Index AI : ASA 23/004/2005

DÉCLARATION PUBLIQUE

Alors que dans moins d’un mois va se clore le processus de sélection des juges et des procureurs des nouvelles Chambres extraordinaires pour la poursuite au nom de la loi cambodgienne des crimes commis durant la période du Kampuchea démocratique (Chambres extraordinaires), Amnesty International demande à tous les États de désigner leurs candidats les plus qualifiés pour participer à ces Chambres.

Amnesty International fait campagne depuis 1978 en faveur des victimes des Khmers rouges. Si l’organisation a accueilli favorablement la création des Chambres extraordinaires en tant qu’avancée majeure pour traduire en justice quelques-uns des principaux responsables, elle a fait part de ses sérieuses préoccupations quant à certaines dispositions de l’accord qui établit ces Chambres.

En particulier, étant donnée la grande fragilité de l’appareil judiciaire cambodgien, Amnesty International a été consternée par la décision de nommer une majorité de juges cambodgiens au sein des Chambres extraordinaires. Onze des 19 juges doivent être cambodgiens, ainsi que l’un des deux procureurs.

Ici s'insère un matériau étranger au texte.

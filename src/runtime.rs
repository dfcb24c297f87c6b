//! Container runtime collaborator
//!
//! The orchestrator talks to the runtime through the [`ContainerRuntime`]
//! trait and branches on the closed [`RuntimeError`] enum - it never
//! inspects raw responses. [`DockerCli`] is the shipped implementation,
//! driving the `docker` binary.

use std::collections::BTreeMap;
use std::process::{Command, Output};

use serde::Deserialize;
use thiserror::Error;

#[derive(Error, Debug)]
pub enum RuntimeError {
    /// Name collision on creation
    #[error("conflict: {0}")]
    Conflict(String),

    /// The requested entity does not exist
    #[error("not found: {0}")]
    NotFound(String),

    #[error("{0}")]
    Other(String),
}

pub type RuntimeResult<T> = std::result::Result<T, RuntimeError>;

/// Everything the runtime needs to create one container
#[derive(Debug, Clone, Default)]
pub struct CreateSpec {
    /// runtime-visible container name
    pub name: String,
    pub image: String,
    pub command: Option<String>,
    pub hostname: Option<String>,
    pub labels: BTreeMap<String, String>,
    pub environment: BTreeMap<String, String>,
    /// host path -> container path
    pub binds: BTreeMap<String, String>,
    /// runtime container name -> alias
    pub links: BTreeMap<String, String>,
    pub expose_ports: Vec<u16>,
    /// external port -> internal port
    pub publish_ports: BTreeMap<u16, u16>,
    pub dns: Vec<String>,
    /// attach to this network instead of the default bridge
    pub network: Option<String>,
}

/// Result of inspecting a container
#[derive(Debug, Clone, Default)]
pub struct Inspection {
    pub running: bool,
    /// IP on the default bridge network
    pub default_ip: Option<String>,
    /// network name -> IP, for user-defined networks
    pub networks: BTreeMap<String, String>,
}

/// One entry from a label-filtered container listing
#[derive(Debug, Clone)]
pub struct RuntimeContainer {
    pub id: String,
    pub names: Vec<String>,
}

#[cfg_attr(test, mockall::automock)]
pub trait ContainerRuntime {
    /// Create a container; does not start it. Returns the runtime id.
    fn create_container(&self, spec: &CreateSpec) -> RuntimeResult<String>;
    fn start_container(&self, id: &str) -> RuntimeResult<()>;
    fn stop_container(&self, id: &str, timeout_secs: u64) -> RuntimeResult<()>;
    fn kill_container(&self, id: &str, signal: &str) -> RuntimeResult<()>;
    fn remove_container(&self, id_or_name: &str, force: bool) -> RuntimeResult<()>;
    fn inspect(&self, id: &str) -> RuntimeResult<Inspection>;
    /// All containers (running or not) carrying the given label
    fn list_containers(&self, label: &str) -> RuntimeResult<Vec<RuntimeContainer>>;
    /// Returns the runtime's warning, if it emitted one
    fn create_network(&self, name: &str) -> RuntimeResult<Option<String>>;
    fn remove_network(&self, name: &str) -> RuntimeResult<()>;
    fn logs(&self, id: &str) -> RuntimeResult<String>;
}

/// [`ContainerRuntime`] backed by the `docker` command line client
pub struct DockerCli {
    binary: String,
}

impl Default for DockerCli {
    fn default() -> Self {
        Self::new()
    }
}

impl DockerCli {
    pub fn new() -> Self {
        Self {
            binary: "docker".to_string(),
        }
    }

    pub fn with_binary(binary: impl Into<String>) -> Self {
        Self {
            binary: binary.into(),
        }
    }

    fn run(&self, args: &[&str]) -> RuntimeResult<Output> {
        tracing::debug!(binary = %self.binary, ?args, "running container runtime command");
        let output = Command::new(&self.binary)
            .args(args)
            .output()
            .map_err(|e| RuntimeError::Other(format!("failed to run {}: {e}", self.binary)))?;
        if output.status.success() {
            Ok(output)
        } else {
            Err(classify_failure(&output))
        }
    }
}

/// Map the tool's stderr onto the closed error enum
fn classify_failure(output: &Output) -> RuntimeError {
    let stderr = String::from_utf8_lossy(&output.stderr).trim().to_string();
    let lowered = stderr.to_lowercase();
    if lowered.contains("no such") || lowered.contains("not found") {
        RuntimeError::NotFound(stderr)
    } else if lowered.contains("conflict") || lowered.contains("already in use") {
        RuntimeError::Conflict(stderr)
    } else {
        RuntimeError::Other(stderr)
    }
}

fn stdout_string(output: &Output) -> String {
    String::from_utf8_lossy(&output.stdout).trim().to_string()
}

impl ContainerRuntime for DockerCli {
    fn create_container(&self, spec: &CreateSpec) -> RuntimeResult<String> {
        let mut args: Vec<String> = vec!["create".into(), "--name".into(), spec.name.clone()];
        for (key, value) in &spec.labels {
            args.push("--label".into());
            args.push(format!("{key}={value}"));
        }
        if let Some(hostname) = &spec.hostname {
            args.push("--hostname".into());
            args.push(hostname.clone());
        }
        for (key, value) in &spec.environment {
            args.push("--env".into());
            args.push(format!("{key}={value}"));
        }
        for (host, container) in &spec.binds {
            args.push("--volume".into());
            args.push(format!("{host}:{container}"));
        }
        for (target, alias) in &spec.links {
            args.push("--link".into());
            args.push(format!("{target}:{alias}"));
        }
        for port in &spec.expose_ports {
            args.push("--expose".into());
            args.push(port.to_string());
        }
        for (external, internal) in &spec.publish_ports {
            args.push("--publish".into());
            args.push(format!("{external}:{internal}"));
        }
        for server in &spec.dns {
            args.push("--dns".into());
            args.push(server.clone());
        }
        if let Some(network) = &spec.network {
            args.push("--network".into());
            args.push(network.clone());
        }
        args.push(spec.image.clone());
        if let Some(command) = &spec.command {
            args.extend(command.split_whitespace().map(String::from));
        }

        let arg_refs: Vec<&str> = args.iter().map(String::as_str).collect();
        let output = self.run(&arg_refs)?;
        Ok(stdout_string(&output))
    }

    fn start_container(&self, id: &str) -> RuntimeResult<()> {
        self.run(&["start", id]).map(|_| ())
    }

    fn stop_container(&self, id: &str, timeout_secs: u64) -> RuntimeResult<()> {
        self.run(&["stop", "--time", &timeout_secs.to_string(), id])
            .map(|_| ())
    }

    fn kill_container(&self, id: &str, signal: &str) -> RuntimeResult<()> {
        self.run(&["kill", "--signal", signal, id]).map(|_| ())
    }

    fn remove_container(&self, id_or_name: &str, force: bool) -> RuntimeResult<()> {
        if force {
            self.run(&["rm", "--force", id_or_name]).map(|_| ())
        } else {
            self.run(&["rm", id_or_name]).map(|_| ())
        }
    }

    fn inspect(&self, id: &str) -> RuntimeResult<Inspection> {
        let output = self.run(&["inspect", id])?;
        parse_inspection(&stdout_string(&output))
    }

    fn list_containers(&self, label: &str) -> RuntimeResult<Vec<RuntimeContainer>> {
        let filter = format!("label={label}");
        let output = self.run(&[
            "ps",
            "--all",
            "--filter",
            &filter,
            "--format",
            "{{.ID}}\t{{.Names}}",
        ])?;
        Ok(parse_listing(&stdout_string(&output)))
    }

    fn create_network(&self, name: &str) -> RuntimeResult<Option<String>> {
        let output = self.run(&["network", "create", name])?;
        let warning = String::from_utf8_lossy(&output.stderr).trim().to_string();
        if warning.is_empty() {
            Ok(None)
        } else {
            Ok(Some(warning))
        }
    }

    fn remove_network(&self, name: &str) -> RuntimeResult<()> {
        self.run(&["network", "rm", name]).map(|_| ())
    }

    fn logs(&self, id: &str) -> RuntimeResult<String> {
        let output = self.run(&["logs", id])?;
        Ok(String::from_utf8_lossy(&output.stdout).into_owned())
    }
}

#[derive(Debug, Deserialize)]
struct InspectEntry {
    #[serde(rename = "State")]
    state: Option<InspectState>,
    #[serde(rename = "NetworkSettings")]
    network_settings: Option<InspectNetworkSettings>,
}

#[derive(Debug, Deserialize)]
struct InspectState {
    #[serde(rename = "Running", default)]
    running: bool,
}

#[derive(Debug, Deserialize)]
struct InspectNetworkSettings {
    #[serde(rename = "IPAddress", default)]
    ip_address: Option<String>,
    #[serde(rename = "Networks", default)]
    networks: BTreeMap<String, InspectNetwork>,
}

#[derive(Debug, Deserialize)]
struct InspectNetwork {
    #[serde(rename = "IPAddress", default)]
    ip_address: Option<String>,
}

fn parse_inspection(raw: &str) -> RuntimeResult<Inspection> {
    let entries: Vec<InspectEntry> = serde_json::from_str(raw)
        .map_err(|e| RuntimeError::Other(format!("unparsable inspect output: {e}")))?;
    let entry = entries
        .into_iter()
        .next()
        .ok_or_else(|| RuntimeError::NotFound("inspect returned no entries".into()))?;

    let mut inspection = Inspection {
        running: entry.state.map(|s| s.running).unwrap_or(false),
        ..Inspection::default()
    };
    if let Some(settings) = entry.network_settings {
        inspection.default_ip = settings.ip_address.filter(|ip| !ip.is_empty());
        for (name, network) in settings.networks {
            if let Some(ip) = network.ip_address.filter(|ip| !ip.is_empty()) {
                inspection.networks.insert(name, ip);
            }
        }
    }
    Ok(inspection)
}

fn parse_listing(raw: &str) -> Vec<RuntimeContainer> {
    raw.lines()
        .filter(|line| !line.trim().is_empty())
        .filter_map(|line| {
            let (id, names) = line.split_once('\t')?;
            Some(RuntimeContainer {
                id: id.trim().to_string(),
                names: names
                    .split(',')
                    .map(|n| n.trim().to_string())
                    .filter(|n| !n.is_empty())
                    .collect(),
            })
        })
        .collect()
}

Observant l’appareil judiciaire cambodgien et faisant des recommandations à son sujet depuis plusieurs années, Amnesty International estime qu’il est toujours très imparfait et susceptible de céder à des pressions politiques, notamment dans les affaires importantes. Il est actuellement dans l’incapacité de veiller à ce que les procès aient lieu dans des conditions d’équité conformes aux normes et au droit international.

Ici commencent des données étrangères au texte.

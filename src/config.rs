//! Session configuration with builder pattern
//!
//! A session is declared as a set of named containers plus network
//! options. Containers are handed to the orchestrator in link-dependency
//! order: if `web` links to `db`, `db` is created first.

use std::collections::{BTreeMap, BTreeSet};
use std::path::Path;

use serde::{Deserialize, Serialize};

use crate::error::{Error, Result};

/// Declaration of one container in the session
#[derive(Debug, Clone, Default, Serialize, Deserialize)]
pub struct ContainerSpec {
    #[serde(default)]
    pub name: String,
    pub image: String,
    #[serde(default)]
    pub command: Option<String>,
    /// host path -> container path
    #[serde(default)]
    pub volumes: BTreeMap<String, String>,
    /// linked container name -> alias
    #[serde(default)]
    pub links: BTreeMap<String, String>,
    #[serde(default)]
    pub expose_ports: Vec<u16>,
    /// external port -> internal port
    #[serde(default)]
    pub publish_ports: BTreeMap<u16, u16>,
    #[serde(default)]
    pub hostname: Option<String>,
    #[serde(default)]
    pub environment: BTreeMap<String, String>,
    #[serde(default)]
    pub dns: Vec<String>,
    /// blocking delay before this container is created, in seconds
    #[serde(default)]
    pub start_delay: u64,
    /// explicit runtime name override (default: "<session>_<name>")
    #[serde(default)]
    pub container_name: Option<String>,
    /// never eligible for network partitioning
    #[serde(default)]
    pub holy: bool,
    /// always granted its own partition unless covered by leftover
    #[serde(default)]
    pub neutral: bool,
}

impl ContainerSpec {
    pub fn builder(name: impl Into<String>, image: impl Into<String>) -> ContainerSpecBuilder {
        ContainerSpecBuilder {
            spec: ContainerSpec {
                name: name.into(),
                image: image.into(),
                ..ContainerSpec::default()
            },
        }
    }

    pub fn validate(&self) -> Result<()> {
        if self.name.is_empty() {
            return Err(Error::Config("container name cannot be empty".into()));
        }
        if self.image.is_empty() {
            return Err(Error::Config(format!(
                "container '{}' has no image",
                self.name
            )));
        }
        Ok(())
    }
}

#[derive(Debug)]
pub struct ContainerSpecBuilder {
    spec: ContainerSpec,
}

impl ContainerSpecBuilder {
    pub fn command(mut self, command: impl Into<String>) -> Self {
        self.spec.command = Some(command.into());
        self
    }

    pub fn volume(mut self, host: impl Into<String>, container: impl Into<String>) -> Self {
        self.spec.volumes.insert(host.into(), container.into());
        self
    }

    pub fn link(mut self, name: impl Into<String>, alias: impl Into<String>) -> Self {
        self.spec.links.insert(name.into(), alias.into());
        self
    }

    pub fn expose_port(mut self, port: u16) -> Self {
        self.spec.expose_ports.push(port);
        self
    }

    pub fn publish_port(mut self, external: u16, internal: u16) -> Self {
        self.spec.publish_ports.insert(external, internal);
        self
    }

    pub fn hostname(mut self, hostname: impl Into<String>) -> Self {
        self.spec.hostname = Some(hostname.into());
        self
    }

    pub fn env(mut self, key: impl Into<String>, value: impl Into<String>) -> Self {
        self.spec.environment.insert(key.into(), value.into());
        self
    }

    pub fn dns(mut self, server: impl Into<String>) -> Self {
        self.spec.dns.push(server.into());
        self
    }

    pub fn start_delay(mut self, seconds: u64) -> Self {
        self.spec.start_delay = seconds;
        self
    }

    pub fn container_name(mut self, name: impl Into<String>) -> Self {
        self.spec.container_name = Some(name.into());
        self
    }

    pub fn holy(mut self, holy: bool) -> Self {
        self.spec.holy = holy;
        self
    }

    pub fn neutral(mut self, neutral: bool) -> Self {
        self.spec.neutral = neutral;
        self
    }

    pub fn build(self) -> ContainerSpec {
        self.spec
    }
}

/// Network options for a session
#[derive(Debug, Clone, Serialize, Deserialize)]
pub struct NetworkOptions {
    /// create a dedicated user-defined network for hostname resolution
    #[serde(default)]
    pub udn: bool,
    #[serde(default = "default_slow")]
    pub slow: String,
    #[serde(default = "default_flaky")]
    pub flaky: String,
    #[serde(default = "default_duplicate")]
    pub duplicate: String,
}

fn default_slow() -> String {
    "75ms 100ms distribution normal".to_string()
}

fn default_flaky() -> String {
    "30%".to_string()
}

fn default_duplicate() -> String {
    "5%".to_string()
}

impl Default for NetworkOptions {
    fn default() -> Self {
        Self {
            udn: false,
            slow: default_slow(),
            flaky: default_flaky(),
            duplicate: default_duplicate(),
        }
    }
}

/// Full declarative configuration of a session
#[derive(Debug, Clone, Default, Serialize, Deserialize)]
pub struct SessionConfig {
    #[serde(default)]
    pub containers: BTreeMap<String, ContainerSpec>,
    #[serde(default)]
    pub network: Option<NetworkOptions>,
}

impl SessionConfig {
    pub fn new() -> Self {
        Self::default()
    }

    pub fn add_container(mut self, spec: ContainerSpec) -> Self {
        self.containers.insert(spec.name.clone(), spec);
        self
    }

    pub fn with_network(mut self, network: NetworkOptions) -> Self {
        self.network = Some(network);
        self
    }

    /// Load configuration from a JSON file. Container names come from
    /// the map keys.
    pub fn from_json_file(path: impl AsRef<Path>) -> Result<Self> {
        let raw = std::fs::read_to_string(path)?;
        let mut config: SessionConfig = serde_json::from_str(&raw)?;
        for (name, spec) in config.containers.iter_mut() {
            spec.name = name.clone();
        }
        config.validate()?;
        Ok(config)
    }

    pub fn validate(&self) -> Result<()> {
        for spec in self.containers.values() {
            spec.validate()?;
            for link in spec.links.keys() {
                if !self.containers.contains_key(link) {
                    return Err(Error::Config(format!(
                        "container '{}' links to unknown container '{}'",
                        spec.name, link
                    )));
                }
            }
        }
        Ok(())
    }

    pub fn container(&self, name: &str) -> Option<&ContainerSpec> {
        self.containers.get(name)
    }

    pub fn is_udn(&self) -> bool {
        self.network.as_ref().map(|n| n.udn).unwrap_or(false)
    }

    pub fn network_options(&self) -> NetworkOptions {
        self.network.clone().unwrap_or_default()
    }

    /// Containers in link-dependency order: every linked-to container
    /// precedes its dependents. Fails on a dependency cycle.
    pub fn sorted_containers(&self) -> Result<Vec<&ContainerSpec>> {
        let mut sorted = Vec::with_capacity(self.containers.len());
        let mut placed = BTreeSet::new();
        let mut visiting = BTreeSet::new();

        fn visit<'a>(
            name: &str,
            containers: &'a BTreeMap<String, ContainerSpec>,
            placed: &mut BTreeSet<String>,
            visiting: &mut BTreeSet<String>,
            sorted: &mut Vec<&'a ContainerSpec>,
        ) -> Result<()> {
            if placed.contains(name) {
                return Ok(());
            }
            if !visiting.insert(name.to_string()) {
                return Err(Error::Config(format!(
                    "dependency cycle involving container '{name}'"
                )));
            }
            let spec = containers
                .get(name)
                .ok_or_else(|| Error::Config(format!("unknown container '{name}'")))?;
            for link in spec.links.keys() {
                visit(link, containers, placed, visiting, sorted)?;
            }
            visiting.remove(name);
            placed.insert(name.to_string());
            sorted.push(spec);
            Ok(())
        }

        for name in self.containers.keys() {
            visit(
                name,
                &self.containers,
                &mut placed,
                &mut visiting,
                &mut sorted,
            )?;
        }
        Ok(sorted)
    }
}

Le rôle des huit juges internationaux et du procureur international auprès de leurs collègues cambodgiens sera très important, puisqu’ils devront veiller à ce que le fonctionnement des Chambres extraordinaires soit conforme aux normes les plus strictes en matière de justice, notamment en ce qui concerne le droit à un procès équitable et la mise en œuvre de mesures efficaces de protection des victimes et des témoins.

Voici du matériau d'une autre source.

//! # Service Error Types
//!
//! Errors raised by the order service.
//!
//! ## Error Flow
//! ```text
//! ┌─────────────────────────────────────────────────────────────────────────┐
//! │                    Error Propagation                                    │
//! │                                                                         │
//! │  CoreError (pricing, lifecycle)     ConfigError (environment)          │
//! │       │                                   │                             │
//! │       └───────────────┬───────────────────┘                             │
//! │                       ▼                                                 │
//! │  OrdersError (this module) ← Adds lookup failures                      │
//! │       │                                                                 │
//! │       ▼                                                                 │
//! │  API layer → 4xx response naming `field()`                             │
//! └─────────────────────────────────────────────────────────────────────────┘
//! ```

use thiserror::Error;

use tezza_core::CoreError;

use crate::config::ConfigError;

/// Order service errors.
#[derive(Debug, Error)]
pub enum OrdersError {
    /// Pricing or lifecycle rule violation.
    #[error(transparent)]
    Core(#[from] CoreError),

    /// Order id is absent from the store.
    #[error("Order not found: {0}")]
    OrderNotFound(String),

    /// Catalog insert with a SKU that already exists.
    #[error("Duplicate sku: '{sku}' already exists")]
    DuplicateProduct { sku: String },

    /// Invalid engine configuration.
    #[error(transparent)]
    Config(#[from] ConfigError),
}

impl OrdersError {
    /// The request field the API layer should name in its 4xx response.
    pub fn field(&self) -> &str {
        match self {
            OrdersError::Core(err) => err.field(),
            OrdersError::OrderNotFound(_) => "order_id",
            OrdersError::DuplicateProduct { .. } => "sku",
            OrdersError::Config(err) => err.variable(),
        }
    }

    /// Checks if the error is a missing entity (maps to 404 rather than 400).
    pub fn is_not_found(&self) -> bool {
        matches!(
            self,
            OrdersError::OrderNotFound(_)
                | OrdersError::Core(CoreError::ProductNotFound(_))
                | OrdersError::Core(CoreError::LineItemNotFound(_))
        )
    }
}

/// Result type alias for service operations.
pub type OrdersResult<T> = Result<T, OrdersError>;

#[cfg(test)]
mod tests {
    use super::*;

    #[test]
    fn test_field_passes_through_core_errors() {
        let err: OrdersError = CoreError::InvalidQuantity { quantity: 0 }.into();
        assert_eq!(err.field(), "quantity");
        assert_eq!(err.to_string(), "Invalid quantity 0: must be between 1 and 1000000");
        assert!(!err.is_not_found());
    }

    #[test]
    fn test_not_found_classification() {
        assert!(OrdersError::OrderNotFound("o-1".into()).is_not_found());
        let err: OrdersError = CoreError::ProductNotFound("p-1".into()).into();
        assert!(err.is_not_found());
        assert_eq!(err.field(), "product_id");
    }

    #[test]
    fn test_config_error_names_variable() {
        let err: OrdersError = ConfigError::InvalidValue("TEZZA_TAX_RATE".into()).into();
        assert_eq!(err.field(), "TEZZA_TAX_RATE");
    }
}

Il est de toute première importance que les gouvernements du monde entier désignent les candidats les plus qualifiés pour ces postes. Amnesty International a lancé un appel similaire pour la désignation des juges et du procureur de la Cour pénale internationale.

Les millions de victimes des crimes commis au regard du droit international par les Khmers rouges, ainsi que les familles de ces victimes, n’ont que trop attendu que justice soit rendue. Les Chambres extraordinaires ne réussiront à remplir leur mission que si elles ont le soutien le plus total de la communauté internationale.

Complément d’information

Le 6 juin 2003, les Nations unies et le gouvernement cambodgien sont parvenus à un accord sur la création des Chambres extraordinaires. L’ensemble de ces Chambres constituera un tribunal à caractère international utilisant tant le droit national que le droit international pour enquêter et poursuivre les principaux dirigeants Khmers rouges et les principaux responsables des crimes et des graves violations du droit pénal cambodgien, du droit international humanitaire et coutumier et des conventions internationales reconnues par le Cambodge, qui ont été commis entre le 17 avril 1975 et le 6 janvier 1979.

Cet accord prévoit la création des Chambres et des postes suivants :

 une Chambre de jugement constituée de trois juges cambodgiens et de deux juges internationaux ;

 une Chambre suprême constituée de quatre juges cambodgiens et de trois juges internationaux ;

 une Chambre de préjugement constituée de trois juges cambodgiens et de deux juges internationaux ;

 un juge d’instruction cambodgien et un juge d’instruction international ;

 un procureur cambodgien et un procureur international.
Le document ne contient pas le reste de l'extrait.